Under the deal, Thailand offers concessions for a range of Sri Lankan exports including apparel, tea, cinnamon and coconut products, with immediate concessions for desiccated coconut, green tea and black tea. By the end of the 15-year period, both countries would have 85 per cent of products under a tariff-free scheme.

In 2022, the total export value from Sri Lanka to Thailand was US$57.76 million, while Colombo imported goods worth US$302.64 million from the kingdom.
Rohan Masakorala, an export and logistics expert from Sri Lanka, said it was important for the country’s existing businesses to be part of the global supply chain.
“These [bilateral agreements] are like building blocks of greater trade. [They] help to look at expanding your horizons in a multilateral framework and provide a more open and conducive environment for such trade to happen,” he said.
While the FTA may not lead to an immediate hike in trade volumes, it provides a window for increased trade over time by removing tariffs on competitively exported products from both countries, according Asanka Wijesinghe, a research fellow from the Institute of Policy Studies of Sri Lanka.
The FTA with Thailand and the trade deal signed with Singapore in 2018 would act as a catalyst for Sri Lanka’s long-term objective of entering the Regional Comprehensive Economic Partnership (RCEP), a multilateral free trade agreement between Asia-Pacific nations, Wijesinghe added.

“Technically Sri Lanka should negotiate with the 15 economies in the RCEP. Completion of the Thailand FTA is a significant milestone in Sri Lanka’s ambition on accession to RCEP,” Wijesinghe said.

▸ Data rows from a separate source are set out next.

//! Dense array format

use genmat_core::{ArrOrder, ElementAccess, MatrixElement, Result, StorageFormat};

use super::{pattern_accessors, Pattern};
use crate::container::{Array2, GrowthPolicy};

/// Full two-dimensional buffer; positions outside the pattern stay zero
#[derive(Debug, Clone)]
pub struct ArrayFormat<T> {
    pattern: Pattern,
    array: Array2<T>,
}

impl<T: MatrixElement> ArrayFormat<T> {
    pub fn new(pattern: Pattern, order: ArrOrder, policy: GrowthPolicy) -> Result<Self> {
        let extent = pattern.extent();
        Ok(Self {
            pattern,
            array: Array2::new(extent.rows, extent.cols, order, T::zero(), policy)?,
        })
    }
}

impl<T: MatrixElement> ElementAccess<T> for ArrayFormat<T> {
    pattern_accessors!();

    fn get_element(&self, row: usize, col: usize) -> Result<T> {
        if self.pattern.contains(row, col) {
            Ok(self.array.get(row, col))
        } else {
            Ok(T::zero())
        }
    }

    fn set_element(&mut self, row: usize, col: usize, value: T) -> Result<()> {
        if self.pattern.admits(row, col, value)? {
            self.array.set(row, col, value);
        }
        Ok(())
    }

    fn clear(&mut self) -> Result<()> {
        self.array.fill(T::zero());
        Ok(())
    }

    fn nnz(&self) -> usize {
        self.entries().count()
    }
}

impl<T: MatrixElement> StorageFormat<T> for ArrayFormat<T> {
    fn entries(&self) -> Box<dyn Iterator<Item = (usize, usize, T)> + '_> {
        Box::new(self.pattern.positions().filter_map(move |(row, col)| {
            let value = self.array.get(row, col);
            (!value.is_zero()).then_some((row, col, value))
        }))
    }
}

#[cfg(test)]
mod tests {
    use super::*;
    use genmat_core::{DiagonalRange, ErrorCategory, Extent};

    const POLICY: GrowthPolicy = GrowthPolicy::Fixed { capacity: 4 };

    #[test]
    fn test_lower_triangular_array() {
        let pattern = Pattern::new(Extent::square(3), DiagonalRange::lower(3));
        let mut format = ArrayFormat::<f64>::new(pattern, ArrOrder::ColumnMajor, POLICY).unwrap();
        format.set_element(2, 0, 4.0).unwrap();
        format.set_element(0, 2, 0.0).unwrap();
        assert_eq!(format.get_element(2, 0), Ok(4.0));
        assert_eq!(format.get_element(0, 2), Ok(0.0));
        let err = format.set_element(0, 2, 1.0).unwrap_err();
        assert_eq!(err.category(), ErrorCategory::PatternViolation);
        assert_eq!(format.nnz(), 1);
    }

    #[test]
    fn test_clear() {
        let pattern = Pattern::new(Extent::new(2, 4), DiagonalRange::full(2, 4));
        let mut format = ArrayFormat::<i32>::new(pattern, ArrOrder::RowMajor, POLICY).unwrap();
        format.set_element(1, 3, 9).unwrap();
        format.clear().unwrap();
        assert_eq!(format.entries().count(), 0);
    }
}
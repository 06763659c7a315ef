//! Checking and allocation policies
//!
//! Policy objects built once per matrix type. An inert checker accepts
//! everything, trusting the caller.

use genmat_core::validation::{validate_product_extent, validate_same_extent};
use genmat_core::{Extent, Malloc, Operation, ResolvedConfig, Result};

use crate::container::GrowthPolicy;

/// Operand compatibility checking
#[derive(Debug, Clone, Copy, PartialEq, Eq)]
pub enum CompatChecker {
    Active,
    Inert,
}

impl CompatChecker {
    pub fn new(enabled: bool) -> Self {
        if enabled {
            CompatChecker::Active
        } else {
            CompatChecker::Inert
        }
    }

    /// Elementwise operations and assignment need equal extents
    pub fn check_same(self, op: Operation, left: Extent, right: Extent) -> Result<()> {
        match self {
            CompatChecker::Active => validate_same_extent(op, left, right),
            CompatChecker::Inert => Ok(()),
        }
    }

    /// Products need the inner dimensions to agree
    pub fn check_product(self, left: Extent, right: Extent) -> Result<()> {
        match self {
            CompatChecker::Active => validate_product_extent(left, right),
            CompatChecker::Inert => Ok(()),
        }
    }
}

/// Buffer sizing for one matrix type
#[derive(Debug, Clone, Copy, PartialEq)]
pub struct AllocationPolicy {
    malloc: Malloc,
    size: usize,
    ratio: f64,
    growing: f64,
    checked: bool,
}

impl AllocationPolicy {
    pub fn from_config(config: &ResolvedConfig) -> Self {
        Self {
            malloc: config.malloc,
            size: config.size,
            ratio: config.ratio.value(),
            growing: config.growing.value(),
            checked: config.malloc_err_checking,
        }
    }

    /// Growth policy for a buffer covering `storable` positions
    pub fn growth(&self, storable: usize) -> GrowthPolicy {
        match self.malloc {
            Malloc::Fixed => GrowthPolicy::Fixed {
                capacity: self.size,
            },
            Malloc::Dynamic => {
                GrowthPolicy::dynamic(self.ratio, self.growing, storable, self.checked)
            }
        }
    }
}

#[cfg(test)]
mod tests {
    use super::*;
    use genmat_core::{resolve_spec, MallocSpec, MatrixError, MatrixSpec};

    #[test]
    fn test_inert_checker_accepts_mismatch() {
        let (left, right) = (Extent::new(2, 3), Extent::new(4, 2));
        assert!(CompatChecker::Inert.check_product(left, right).is_ok());
        assert!(matches!(
            CompatChecker::Active.check_product(left, right),
            Err(MatrixError::IncompatibleOperands { .. })
        ));
        assert!(CompatChecker::Active
            .check_same(Operation::Add, left, left)
            .is_ok());
    }

    #[test]
    fn test_allocation_policy() {
        let fixed = resolve_spec(&MatrixSpec::new().with_malloc(MallocSpec::Fixed { size: Some(8) })).unwrap();
        assert_eq!(
            AllocationPolicy::from_config(&fixed).growth(100),
            GrowthPolicy::Fixed { capacity: 8 }
        );
        let dynamic = resolve_spec(&MatrixSpec::new()).unwrap();
        assert_eq!(
            AllocationPolicy::from_config(&dynamic).growth(20),
            GrowthPolicy::Dynamic {
                initial: 2,
                increment: 5,
                checked: true
            }
        );
    }
}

Integrating into the Association of Southeast Asian Nations would benefit Sri Lanka’s economy, Wijesinghe added, with many production value chains rooted in these growing economies, thereby providing Sri Lanka with an opportunity to diversify export destinations and join global value chains.
With RCEP being one of the world’s biggest trading blocks offering much greater market access, Maskorala said he believed getting these bilateral arrangements with Asean members would help negotiations for RCEP membership in the long run.

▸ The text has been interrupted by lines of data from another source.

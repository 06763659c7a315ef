//! Addition and subtraction nodes

use genmat_core::validation::validate_subscripts;
use genmat_core::{
    result_config, DiagonalRange, Extent, MatrixElement, MatrixExpr, Operation, Promote,
    ResolvedConfig, Result,
};
use log::trace;

use super::{compat_for, extent_of, IDENT, RECT, SCALAR_LIKE, SCALAR_OR_ZERO, ZERO};
use crate::assembler::ShapeSet;

/// Element type of a binary node
pub(crate) type Output<L, R> =
    <<L as MatrixExpr>::Element as Promote<<R as MatrixExpr>::Element>>::Output;

/// Element computation of an elementwise node
#[derive(Debug, Clone, Copy, PartialEq, Eq)]
pub enum ElementwiseKernel {
    /// Every element is zero
    Zero,
    /// One on the diagonal
    Identity,
    /// The left operand alone
    Left,
    /// The right operand alone
    Right,
    /// The negated right operand
    NegRight,
    /// Combine on the main diagonal only
    Diagonal,
    /// Combine everywhere
    Plain,
    /// Combine inside the result band
    Banded,
}

#[derive(Debug, Clone, Copy)]
pub struct ElementwiseRule {
    pub left: ShapeSet,
    pub right: ShapeSet,
    pub kernel: ElementwiseKernel,
}

const fn rule(left: ShapeSet, right: ShapeSet, kernel: ElementwiseKernel) -> ElementwiseRule {
    ElementwiseRule {
        left,
        right,
        kernel,
    }
}

use ElementwiseKernel::*;

pub const ADD_RULES: &[ElementwiseRule] = &[
    rule(ZERO, ZERO, Zero),
    rule(IDENT, ZERO, Identity),
    rule(ZERO, IDENT, Identity),
    rule(ShapeSet::ANY, ZERO, Left),
    rule(ZERO, ShapeSet::ANY, Right),
    rule(SCALAR_LIKE, SCALAR_LIKE, Diagonal),
    rule(RECT, RECT, Plain),
    rule(ShapeSet::ANY, ShapeSet::ANY, Banded),
];

pub const SUB_RULES: &[ElementwiseRule] = &[
    rule(ZERO, ZERO, Zero),
    rule(IDENT, IDENT, Zero),
    rule(IDENT, ZERO, Identity),
    rule(SCALAR_OR_ZERO, SCALAR_LIKE, Diagonal),
    rule(ShapeSet::ANY, ZERO, Left),
    rule(ZERO, ShapeSet::ANY, NegRight),
    rule(RECT, RECT, Plain),
    rule(ShapeSet::ANY, ShapeSet::ANY, Banded),
];

impl ElementwiseKernel {
    pub fn select(op: Operation, left: &ResolvedConfig, right: &ResolvedConfig) -> Self {
        let rules = match op {
            Operation::Subtract => SUB_RULES,
            _ => ADD_RULES,
        };
        rules
            .iter()
            .find(|rule| rule.left.contains(left.shape) && rule.right.contains(right.shape))
            .map_or(Banded, |rule| rule.kernel)
    }
}

/// Lazy `left + right` or `left - right`
pub struct ElementwiseNode<'a, L: MatrixExpr, R: MatrixExpr> {
    op: Operation,
    left: &'a L,
    right: &'a R,
    config: ResolvedConfig,
    extent: Extent,
    range: DiagonalRange,
    kernel: ElementwiseKernel,
}

impl<'a, L, R> ElementwiseNode<'a, L, R>
where
    L: MatrixExpr,
    R: MatrixExpr,
    L::Element: Promote<R::Element>,
{
    /// Build the node, checking operand extents if either operand asks for it
    pub fn new(op: Operation, left: &'a L, right: &'a R) -> Result<Self> {
        compat_for(left.config(), right.config()).check_same(op, extent_of(left), extent_of(right))?;
        let config = result_config(op, left.config(), right.config())?;
        let extent = Extent::new(left.rows().min(right.rows()), left.cols().min(right.cols()));
        let range = DiagonalRange::new(
            left.first_diag().min(right.first_diag()),
            left.last_diag().max(right.last_diag()),
        )
        .clipped(extent.rows, extent.cols);
        let kernel = ElementwiseKernel::select(op, left.config(), right.config());
        trace!("{op} of {} and {}: {kernel:?} kernel", left.config().shape, right.config().shape);
        Ok(Self {
            op,
            left,
            right,
            config,
            extent,
            range,
            kernel,
        })
    }

    pub fn kernel(&self) -> ElementwiseKernel {
        self.kernel
    }

    fn lhs(&self, row: usize, col: usize) -> Result<Output<L, R>> {
        Ok(<L::Element as Promote<R::Element>>::lift_left(self.left.get_element(row, col)?))
    }

    fn rhs(&self, row: usize, col: usize) -> Result<Output<L, R>> {
        Ok(<L::Element as Promote<R::Element>>::lift_right(self.right.get_element(row, col)?))
    }

    fn combine(&self, row: usize, col: usize) -> Result<Output<L, R>> {
        let (lhs, rhs) = (self.lhs(row, col)?, self.rhs(row, col)?);
        Ok(match self.op {
            Operation::Subtract => lhs.wrapping_sub(rhs),
            _ => lhs.wrapping_add(rhs),
        })
    }
}

impl<L, R> MatrixExpr for ElementwiseNode<'_, L, R>
where
    L: MatrixExpr,
    R: MatrixExpr,
    L::Element: Promote<R::Element>,
{
    type Element = Output<L, R>;

    fn config(&self) -> &ResolvedConfig {
        &self.config
    }

    fn rows(&self) -> usize {
        self.extent.rows
    }

    fn cols(&self) -> usize {
        self.extent.cols
    }

    fn first_diag(&self) -> isize {
        self.range.first()
    }

    fn last_diag(&self) -> isize {
        self.range.last()
    }

    fn get_element(&self, row: usize, col: usize) -> Result<Self::Element> {
        if self.config.bounds_checking {
            validate_subscripts(row, col, self.extent)?;
        }
        let zero = <Self::Element as MatrixElement>::zero();
        match self.kernel {
            Zero => Ok(zero),
            Identity if row == col => Ok(<Self::Element as MatrixElement>::one()),
            Identity => Ok(zero),
            Left => self.lhs(row, col),
            Right => self.rhs(row, col),
            NegRight => Ok(zero.wrapping_sub(self.rhs(row, col)?)),
            Diagonal if row == col => self.combine(row, col),
            Diagonal => Ok(zero),
            Plain => self.combine(row, col),
            Banded if self.range.contains(row, col) => self.combine(row, col),
            Banded => Ok(zero),
        }
    }
}

#[cfg(test)]
mod tests {
    use super::*;
    use crate::lazy::{evaluate, Evaluate};
    use crate::matrix::{Matrix, MatrixArgs, MatrixType};
    use genmat_core::{ErrorCategory, MatrixSpec, Shape, ShapeSpec};

    fn matrix<T: MatrixElement>(shape: Shape, args: MatrixArgs<T>) -> Matrix<T> {
        let spec = MatrixSpec::new().with_shape(ShapeSpec::new(shape));
        MatrixType::<T>::from_spec(&spec).unwrap().create(args).unwrap()
    }

    #[test]
    fn test_kernel_selection() {
        let config = |shape| {
            let spec = MatrixSpec::new().with_shape(ShapeSpec::new(shape));
            MatrixType::<f64>::from_spec(&spec).unwrap().config().clone()
        };
        let (zero, ident, rect, lower) = (
            config(Shape::Zero),
            config(Shape::Ident),
            config(Shape::Rect),
            config(Shape::LowerTriang),
        );
        let add = |l: &ResolvedConfig, r: &ResolvedConfig| ElementwiseKernel::select(Operation::Add, l, r);
        let sub = |l: &ResolvedConfig, r: &ResolvedConfig| ElementwiseKernel::select(Operation::Subtract, l, r);
        assert_eq!(add(&zero, &zero), Zero);
        assert_eq!(add(&ident, &zero), Identity);
        assert_eq!(add(&rect, &zero), Left);
        assert_eq!(add(&zero, &lower), Right);
        assert_eq!(add(&ident, &ident), Diagonal);
        assert_eq!(add(&rect, &rect), Plain);
        assert_eq!(add(&rect, &lower), Banded);
        assert_eq!(sub(&ident, &ident), Zero);
        assert_eq!(sub(&zero, &ident), Diagonal);
        assert_eq!(sub(&zero, &rect), NegRight);
    }

    #[test]
    fn test_band_masked_sum() {
        let lower = matrix(Shape::LowerTriang, MatrixArgs::new().with_order(3).with_value(1.0));
        let upper = matrix(Shape::UpperTriang, MatrixArgs::new().with_order(3).with_value(2.0f32));
        let sum = (&lower + &upper).unwrap();
        assert_eq!(sum.config().shape, Shape::Rect);
        assert_eq!((sum.first_diag(), sum.last_diag()), (-2, 2));
        assert_eq!(sum.get_element(0, 0), Ok(3.0f64));
        assert_eq!(sum.get_element(2, 0), Ok(1.0));
        assert_eq!(sum.get_element(0, 2), Ok(2.0));
    }

    #[test]
    fn test_difference_with_zero() {
        let zero = matrix::<i32>(Shape::Zero, MatrixArgs::new().with_order(2));
        let mut rect = matrix::<i32>(Shape::Rect, MatrixArgs::new().with_rows(2).with_cols(2));
        rect.set_element(1, 0, 4).unwrap();
        let negated = evaluate(&(&zero - &rect).unwrap()).unwrap();
        assert_eq!(negated.get_element(1, 0), Ok(-4));
        assert_eq!(negated.get_element(0, 0), Ok(0));
    }

    #[test]
    fn test_unsigned_difference_wraps() {
        let a = matrix::<u32>(Shape::Rect, MatrixArgs::new().with_rows(2).with_cols(2).with_value(1));
        let mut b = matrix::<u32>(Shape::Rect, MatrixArgs::new().with_rows(2).with_cols(2));
        b.set_element(1, 0, 4).unwrap();
        let difference = (&a - &b).unwrap().evaluate().unwrap();
        assert_eq!(difference.get_element(1, 0), Ok(u32::MAX - 2));
        assert_eq!(difference.get_element(0, 0), Ok(1));

        let zero = matrix::<u32>(Shape::Zero, MatrixArgs::new().with_order(2));
        let negated = (&zero - &b).unwrap().evaluate().unwrap();
        assert_eq!(negated.get_element(1, 0), Ok(0u32.wrapping_sub(4)));
    }

    #[test]
    fn test_incompatible_extents() {
        let left = matrix::<f64>(Shape::Rect, MatrixArgs::new().with_rows(2).with_cols(3));
        let right = matrix::<f64>(Shape::Rect, MatrixArgs::new().with_rows(3).with_cols(2));
        let err = (&left + &right).err().unwrap();
        assert_eq!(err.category(), ErrorCategory::IncompatibleOperands);
    }

    #[test]
    fn test_nested_nodes() {
        let ident = matrix::<f64>(Shape::Ident, MatrixArgs::new().with_order(3));
        let band = matrix::<f64>(
            Shape::BandDiag,
            MatrixArgs::new().with_order(3).with_diags(3).with_value(2.0),
        );
        let sum = (&ident + &band).unwrap();
        let twice = (&sum + &sum).unwrap();
        assert_eq!(twice.get_element(1, 1), Ok(6.0));
        assert_eq!(twice.get_element(0, 1), Ok(4.0));
        assert_eq!(twice.get_element(0, 2), Ok(0.0));
        let result = evaluate(&twice).unwrap();
        assert_eq!(result.config().shape, Shape::BandDiag);
        assert_eq!(result.diags(), 3);
        assert_eq!(result.get_element(2, 1), Ok(4.0));
    }
}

As Sri Lanka looks to recover from the debilitating economic crisis that resulted in its historic debt default in 2022, the country’s bilateral trade ambitions have been renewed, with an FTA being negotiated with China, and further interest in entering into trade deals with Malaysia and Indonesia. By 2023, Sri Lanka’s cumulative trade deficit stood at US$4.9 billion.
The economic crisis has made it imperative for Sri Lanka to diversify its foreign relations, and it seems to be pursuing this strategy mainly through economic instruments such as trade agreements, according to Rajni Gamage, a political science researcher at the National University of Singapore’s Institute of South Asian Studies.
The Sri Lanka-Thailand FTA could serve as a signal to the rest of Asean that South Asian countries other than India and Bangladesh were ready for more connectivity, investment and economic engagement, Gamage said.
“This would make the South Asian region more favourable for inter-regional economic cooperation at a time when the global political climate and national-level politics in many South Asian countries are pushing for a more inward and semi-isolationist approach to development,” she noted.
Sri Lanka walks a ‘tightrope’ between IMF demands and rebuilding society
Sri Lanka walks a ‘tightrope’ between IMF demands and rebuilding society
Sri Lanka’s FTA with Thailand could boost trade and investment between the two countries, including cheap Thai food imports for hard-pressed Sri Lankan consumers who face high domestic food prices, according to Ganeshan Wignaraja, a fellow from UK based think tank ODI.
It could also attract foreign investment to boost Sri Lanka’s foreign exchange earnings and help pay off crippling external debt, he added.
But Wignaraja pointed out that the country’s FTA with Singapore has stalled.
He said he hoped “future Sri Lankan governments will honour [the Thailand] FTA and not repeat the mistake of delaying implementation – as was the case with the Sri Lanka-Singapore FTA – and denting Sri Lanka’s international reputation”.

While the deal with Thailand might be significant, W. A. Wijewardena, a former deputy governor of the Central Bank of Sri Lanka, insisted that the country needed better trade deals than FTAs to emerge from its crisis.
“Sri Lanka needs a comprehensive economic partnership agreement [CEPA] to capture some of the Thai investment flowing out into countries like Myanmar, Laos, Cambodia, and Vietnam, instead of an FTA,” Wijewardena said, adding the CEPA would have room for cooperation in more areas.
Wignaraja said a CEPA with Thailand could help Sri Lanka “benefit from hi-tech Thai manufacturing and the practical research and innovation critical for long-term economic growth”.
Colombo should then work to seal CEPAs with other Asean member states, South Korea and Japan, he added.